TOMAZ SILVA/AGÊNCIA BRASIL

A Anistia Internacional condena veementemente o massacre ocorrido durante a chamada “Operação Contenção”, realizada em 28 de outubro no complexo de favelas Alemão e Penha, no Rio de Janeiro. Foi a operação mais letal da história do estado e deixou pelo menos 121 mortos, incluindo quatro policiais, e múltiplas denúncias de execuções extrajudiciais cometidas pela polícia civil e militar.

“O que aconteceu no Rio de Janeiro não foi uma operação de segurança, foi um massacre. Mais de uma centena de pessoas, quase todas negras e vivendo em situação de pobreza, foram assassinadas numa ação planejada e executada pelo próprio Estado. É urgente que as autoridades realizem uma investigação rápida, independente e imparcial, e solicitem supervisão internacional para garantir a sua eficácia”, afirmou Ana Piquer, diretora para as Américas da Anistia Internacional. “O governo de Cláudio Castro no Rio de Janeiro transformou a política de segurança numa política de morte, que deve cessar imediatamente”, acrescentou.

Execuções extrajudiciais e repressão sistemática

De acordo com organizações locais e testemunhos de residentes, a operação, na qual participaram mais de 2.500 agentes da Polícia Civil e Militar, teria incluído disparos feitos a partir de helicópteros, incursões sem mandado judicial e impedimento de socorro de pessoas feridas. Testemunhos e relatos locais apontam que vários corpos foram encontrados com sinais que poderiam indicar execuções extrajudiciais, incluindo tiros nas costas, na nuca e mãos amarradas.

De acordo com o direito internacional humanitário, a força letal só pode ser usada quando estritamente necessária para proteger a vida ou prevenir ferimentos graves diante ameaça iminente.

No entanto, as declarações públicas do governador do Rio de Janeiro tentaram legitimar o uso ilegal da força policial ao afirmar que “apenas os policiais foram vítimas” e ao justificar que o Estado pode “exceder as suas competências” na chamada “guerra contra o crime”. Esse discurso pretende legitimar uma política letal e fracassada para garantir a impunidade das violações dos direitos humanos cometidas pelas forças de segurança, e com isso perpetuá-las.

“A população das favelas vive em estado de alerta e ameaça permanente. As operações policiais no Brasil tornaram-se sinônimo de terror, racismo e total desproteção”, afirmou Jurema Werneck, diretora executiva da Anistia Internacional Brasil. “Não há justificativa possível para esse uso da força letal. A segurança pública deve proteger vidas, não as destruir.”

Racismo estrutural e impunidade

O padrão de violência policial no Rio de Janeiro reflete uma política racista enraizada na política de drogas e segurança pública brasileira. O governo de Cláudio Castro foi responsável por quatro das cinco operações mais letais da história do estado, incluindo as do Jacarezinho (2021) e da Vila Cruzeiro (2022).

Apesar de reiteradas advertências das Organizações das Nações Unidas (ONU) e da Comissão Interamericana de Direitos Humanos (CIDH) sobre o caráter discriminatório da chamada “guerra contra as drogas”, o Estado brasileiro continua implementando sistematicamente operações policiais que violam de forma flagrante os padrões internacionais sobre o uso da força. A Anistia Internacional alerta que as autoridades do Rio de Janeiro têm buscado criminalizar familiares e vizinhos que, na ausência do Estado, resgataram os corpos das vítimas para garantir a sua identificação e um sepultamento digno.

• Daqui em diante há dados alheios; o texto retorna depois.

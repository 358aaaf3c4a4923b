//! Domain records and the storage abstraction for the Federated Node.

use std::fmt;
use std::str::FromStr;
use std::sync::Arc;

use anyhow::bail;
use chrono::DateTime;
use chrono::Utc;
use serde::Deserialize;
use serde::Serialize;

pub mod connection;
mod dataset;
mod memory;
mod registry;

pub use dataset::Dataset;
pub use dataset::DatasetEngine;
pub use memory::MemoryDatabase;
pub use registry::Container;
pub use registry::ImageRef;
pub use registry::Registry;
pub use registry::RegistryApi;

/// Represents a database error.
#[derive(Debug, thiserror::Error)]
pub enum Error {
    /// The requested task does not exist.
    #[error("task {0} does not exist")]
    TaskNotFound(i64),
    /// The requested dataset does not exist.
    #[error("dataset {0} does not exist")]
    DatasetNotFound(i64),
    /// The task has already been through review.
    #[error("task has already been reviewed")]
    AlreadyReviewed,
    /// Another type of error occurred during the database operation.
    #[error(transparent)]
    Other(#[from] anyhow::Error),
}

/// The result type for database operations.
pub type DatabaseResult<T> = Result<T, Error>;

/// The release review state of a task.
///
/// Review is write-once: the only legal transitions are from [`Pending`] to
/// [`Approved`] or [`Blocked`], enforced by [`ReviewStatus::decide`].
///
/// [`Pending`]: ReviewStatus::Pending
/// [`Approved`]: ReviewStatus::Approved
/// [`Blocked`]: ReviewStatus::Blocked
#[derive(Debug, Clone, Copy, Default, PartialEq, Eq, Hash, Serialize, Deserialize)]
#[serde(rename_all = "lowercase")]
pub enum ReviewStatus {
    /// The task results have not been reviewed yet.
    #[default]
    Pending,
    /// The task results have been approved for release.
    Approved,
    /// The task results have been blocked from release.
    Blocked,
}

impl ReviewStatus {
    /// Applies a review decision.
    ///
    /// Returns [`Error::AlreadyReviewed`] unless the current state is
    /// [`ReviewStatus::Pending`].
    pub fn decide(self, approve: bool) -> DatabaseResult<Self> {
        match self {
            Self::Pending if approve => Ok(Self::Approved),
            Self::Pending => Ok(Self::Blocked),
            _ => Err(Error::AlreadyReviewed),
        }
    }

    /// Gets the user-facing label for the state.
    pub fn label(&self) -> &'static str {
        match self {
            Self::Pending => "Pending Review",
            Self::Approved => "Approved Release",
            Self::Blocked => "Blocked Release",
        }
    }
}

/// A coarse marker for the last confirmed task phase.
///
/// Live states are always recomputed from the cluster; this marker only
/// remembers the last observation so a vanished pod can be told apart from a
/// task that was cancelled.
#[derive(Debug, Clone, Copy, Default, PartialEq, Eq, Serialize, Deserialize)]
#[serde(rename_all = "lowercase")]
pub enum TaskMarker {
    /// The task row exists but no pod has been observed yet.
    #[default]
    Scheduled,
    /// The pod was last seen waiting to start.
    Waiting,
    /// The pod was last seen running.
    Running,
    /// The pod was last seen terminated.
    Terminated,
    /// The task was explicitly cancelled.
    Cancelled,
}

impl fmt::Display for TaskMarker {
    fn fmt(&self, f: &mut fmt::Formatter<'_>) -> fmt::Result {
        match self {
            Self::Scheduled => write!(f, "scheduled"),
            Self::Waiting => write!(f, "waiting"),
            Self::Running => write!(f, "running"),
            Self::Terminated => write!(f, "terminated"),
            Self::Cancelled => write!(f, "cancelled"),
        }
    }
}

impl FromStr for TaskMarker {
    type Err = anyhow::Error;

    fn from_str(s: &str) -> std::result::Result<Self, Self::Err> {
        match s {
            "scheduled" => Ok(Self::Scheduled),
            "waiting" => Ok(Self::Waiting),
            "running" => Ok(Self::Running),
            "terminated" => Ok(Self::Terminated),
            "cancelled" => Ok(Self::Cancelled),
            _ => bail!("invalid task marker value `{s}`"),
        }
    }
}

/// A task row as persisted.
#[derive(Debug, Clone, Serialize)]
pub struct TaskRecord {
    /// The task identifier.
    pub id: i64,
    /// The task name as provided on submission.
    pub name: String,
    /// The fully qualified, registry-resolved image reference.
    pub docker_image: String,
    /// The free-form task description.
    pub description: String,
    /// The identifier of the user that requested the task.
    pub requested_by: String,
    /// The release review state.
    pub review_status: ReviewStatus,
    /// The last confirmed coarse phase.
    pub marker: TaskMarker,
    /// The dataset the task runs against.
    pub dataset_id: i64,
    /// When the row was created.
    pub created_at: DateTime<Utc>,
    /// When the row was last updated.
    pub updated_at: DateTime<Utc>,
}

/// The fields required to insert a new task row.
#[derive(Debug, Clone)]
pub struct NewTask {
    /// The task name.
    pub name: String,
    /// The fully qualified image reference; must already be resolved against
    /// a known registry before insertion.
    pub docker_image: String,
    /// The free-form task description.
    pub description: String,
    /// The identifier of the user that requested the task.
    pub requested_by: String,
    /// The dataset the task runs against.
    pub dataset_id: i64,
}

/// An abstraction for the Federated Node database.
#[async_trait::async_trait]
pub trait Database: Send + Sync + 'static {
    /// Inserts a task into the database.
    ///
    /// The row is created with a pending review status and a `scheduled`
    /// marker.
    async fn insert_task(&self, task: NewTask) -> DatabaseResult<TaskRecord>;

    /// Gets a task from the database.
    async fn get_task(&self, id: i64) -> DatabaseResult<TaskRecord>;

    /// Gets all tasks from the database.
    async fn list_tasks(&self) -> DatabaseResult<Vec<TaskRecord>>;

    /// Deletes a task row.
    ///
    /// Used to roll back a submission whose pod never started, so the row
    /// does not linger in a `scheduled` state inconsistent with reality.
    async fn delete_task(&self, id: i64) -> DatabaseResult<()>;

    /// Updates the last confirmed phase marker of a task.
    async fn update_task_marker(&self, id: i64, marker: TaskMarker) -> DatabaseResult<()>;

    /// Updates the review status of a task.
    ///
    /// The caller is expected to have derived the new state via
    /// [`ReviewStatus::decide`].
    async fn update_review_status(&self, id: i64, status: ReviewStatus) -> DatabaseResult<()>;

    /// Gets a dataset by id.
    async fn get_dataset(&self, id: i64) -> DatabaseResult<Dataset>;

    /// Gets all known registries, in insertion order.
    ///
    /// The ordering matters: image resolution tries registries in the order
    /// returned here (see the task engine's registry splitting).
    async fn list_registries(&self) -> DatabaseResult<Vec<Registry>>;

    /// Finds a container matching the given name and reference in a registry.
    async fn find_container(
        &self,
        registry_id: i64,
        name: &str,
        image: &ImageRef,
    ) -> DatabaseResult<Option<Container>>;
}

/// A shared handle to a database implementation.
pub type SharedDatabase = Arc<dyn Database>;

#[cfg(test)]
mod tests {
    use super::*;

    #[test]
    fn review_is_write_once() {
        let approved = ReviewStatus::Pending.decide(true).unwrap();
        assert_eq!(approved, ReviewStatus::Approved);
        assert_eq!(approved.label(), "Approved Release");

        assert!(matches!(approved.decide(false), Err(Error::AlreadyReviewed)));
        assert!(matches!(
            ReviewStatus::Blocked.decide(true),
            Err(Error::AlreadyReviewed)
        ));
    }

    #[test]
    fn review_block_from_pending() {
        let blocked = ReviewStatus::Pending.decide(false).unwrap();
        assert_eq!(blocked, ReviewStatus::Blocked);
        assert_eq!(blocked.label(), "Blocked Release");
        assert_eq!(ReviewStatus::Pending.label(), "Pending Review");
    }

    #[test]
    fn marker_round_trips() {
        for marker in [
            TaskMarker::Scheduled,
            TaskMarker::Waiting,
            TaskMarker::Running,
            TaskMarker::Terminated,
            TaskMarker::Cancelled,
        ] {
            assert_eq!(marker.to_string().parse::<TaskMarker>().unwrap(), marker);
        }
    }
}
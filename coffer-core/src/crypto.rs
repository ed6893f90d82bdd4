//! Crypto service contract and the AES-256-GCM implementation.
//!
//! The cache store treats encryption as a black box: it only decides *when*
//! to call [`CryptoService::encrypt`] and [`CryptoService::decrypt`]. Any
//! authenticated-encryption primitive can be plugged in behind the trait.

use std::fmt;

use ring::aead::{Aad, LessSafeKey, Nonce, UnboundKey, AES_256_GCM};
use ring::rand::{SecureRandom, SystemRandom};
use secrecy::{ExposeSecret, SecretString};
use sha2::{Digest, Sha256};

use crate::error::CryptoError;

/// Size in bytes of an AES-256 key.
pub const AES_256_KEY_SIZE: usize = 32;

/// Size in bytes of the GCM nonce prefixed to every ciphertext.
pub const NONCE_SIZE: usize = 12;

/// Size in bytes of the GCM authentication tag.
pub const TAG_SIZE: usize = 16;

/// Encryption capability shared with a cache store.
///
/// Implementations own the key material; the store never sees raw keys.
/// A service is shared (`Arc`) and the store does not manage its lifecycle.
pub trait CryptoService: Send + Sync {
    /// Encrypt `plaintext`, returning an opaque ciphertext blob.
    fn encrypt(&self, plaintext: &[u8]) -> Result<Vec<u8>, CryptoError>;

    /// Decrypt a blob previously produced by [`encrypt`](Self::encrypt).
    fn decrypt(&self, ciphertext: &[u8]) -> Result<Vec<u8>, CryptoError>;

    /// Whether the service can be used. Unavailable services are rejected
    /// when attached to a store.
    fn is_available(&self) -> bool {
        true
    }
}

/// AES-256-GCM crypto service.
///
/// # Ciphertext Format
///
/// `[nonce: 12 bytes][ciphertext][tag: 16 bytes]`
///
/// A fresh random nonce is drawn for every call to `encrypt`, so encrypting
/// the same plaintext twice yields different blobs.
pub struct AesGcmCryptoService {
    key: LessSafeKey,
    rng: SystemRandom,
}

impl AesGcmCryptoService {
    /// Create a service from a raw 32-byte key.
    ///
    /// # Errors
    /// Returns `CryptoError::InvalidKey` if the key is not exactly 32 bytes.
    pub fn new(key: &[u8]) -> Result<Self, CryptoError> {
        if key.len() != AES_256_KEY_SIZE {
            return Err(CryptoError::InvalidKey {
                reason: format!(
                    "expected {} bytes, got {}",
                    AES_256_KEY_SIZE,
                    key.len()
                ),
            });
        }
        let unbound = UnboundKey::new(&AES_256_GCM, key).map_err(|e| CryptoError::InvalidKey {
            reason: e.to_string(),
        })?;
        Ok(Self {
            key: LessSafeKey::new(unbound),
            rng: SystemRandom::new(),
        })
    }

    /// Derive the key from a passphrase with SHA-256.
    pub fn from_passphrase(passphrase: &SecretString) -> Result<Self, CryptoError> {
        let phrase = passphrase.expose_secret();
        if phrase.is_empty() {
            return Err(CryptoError::InvalidKey {
                reason: "passphrase is empty".to_string(),
            });
        }
        let digest = Sha256::digest(phrase.as_bytes());
        Self::new(digest.as_slice())
    }
}

impl CryptoService for AesGcmCryptoService {
    fn encrypt(&self, plaintext: &[u8]) -> Result<Vec<u8>, CryptoError> {
        let mut nonce = [0u8; NONCE_SIZE];
        self.rng
            .fill(&mut nonce)
            .map_err(|e| CryptoError::EncryptionFailed {
                reason: format!("nonce generation: {}", e),
            })?;

        let mut out = Vec::with_capacity(NONCE_SIZE + plaintext.len() + TAG_SIZE);
        out.extend_from_slice(&nonce);
        out.extend_from_slice(plaintext);

        let tag = self
            .key
            .seal_in_place_separate_tag(
                Nonce::assume_unique_for_key(nonce),
                Aad::empty(),
                &mut out[NONCE_SIZE..],
            )
            .map_err(|e| CryptoError::EncryptionFailed {
                reason: e.to_string(),
            })?;
        out.extend_from_slice(tag.as_ref());
        Ok(out)
    }

    fn decrypt(&self, ciphertext: &[u8]) -> Result<Vec<u8>, CryptoError> {
        if ciphertext.len() < NONCE_SIZE + TAG_SIZE {
            return Err(CryptoError::DecryptionFailed {
                reason: format!(
                    "ciphertext too short: {} bytes, need at least {}",
                    ciphertext.len(),
                    NONCE_SIZE + TAG_SIZE
                ),
            });
        }
        let (nonce, body) = ciphertext.split_at(NONCE_SIZE);
        let nonce = Nonce::try_assume_unique_for_key(nonce).map_err(|e| {
            CryptoError::DecryptionFailed {
                reason: e.to_string(),
            }
        })?;

        let mut buf = body.to_vec();
        let plaintext_len = self
            .key
            .open_in_place(nonce, Aad::empty(), &mut buf)
            .map_err(|e| CryptoError::DecryptionFailed {
                reason: e.to_string(),
            })?
            .len();
        buf.truncate(plaintext_len);
        Ok(buf)
    }
}

impl fmt::Debug for AesGcmCryptoService {
    fn fmt(&self, f: &mut fmt::Formatter<'_>) -> fmt::Result {
        write!(f, "AesGcmCryptoService([REDACTED])")
    }
}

A criminalização de familiares, vizinhos e defensores dos direitos humanos constitui uma prática institucional que reflete a violência policial estrutural no Brasil, caracterizada pelo racismo e pela impunidade. Diante desse cenário, as autoridades têm o dever de investigar, julgar e reparar, de forma rápida e eficaz, as execuções extrajudiciais e outras violações de direitos humanos ocorridas no âmbito da Operação Contenção, bem como prestar apoio e acompanhamento contínuo às famílias das vítimas e permitir que participem, de forma formal e eficaz, na investigação, em conformidade com os protocolos internacionais, como o Protocolo de Minnesota.

Além disso, as autoridades devem facilitar a criação de uma comissão de verificação composta por especialistas internacionais para supervisionar as perícias e investigações relacionadas às violações dos direitos humanos ocorridas nesta operação policial.

“O silêncio e a impunidade são cúmplices da violência. Enquanto o Estado não assumir a sua responsabilidade e garantir os direitos à verdade, à justiça e à reparação, se perpetuará um ciclo de abusos que afeta de maneira desproporcional as comunidades negras, mestiças e periféricas do Brasil”, declarou Ana Piquer.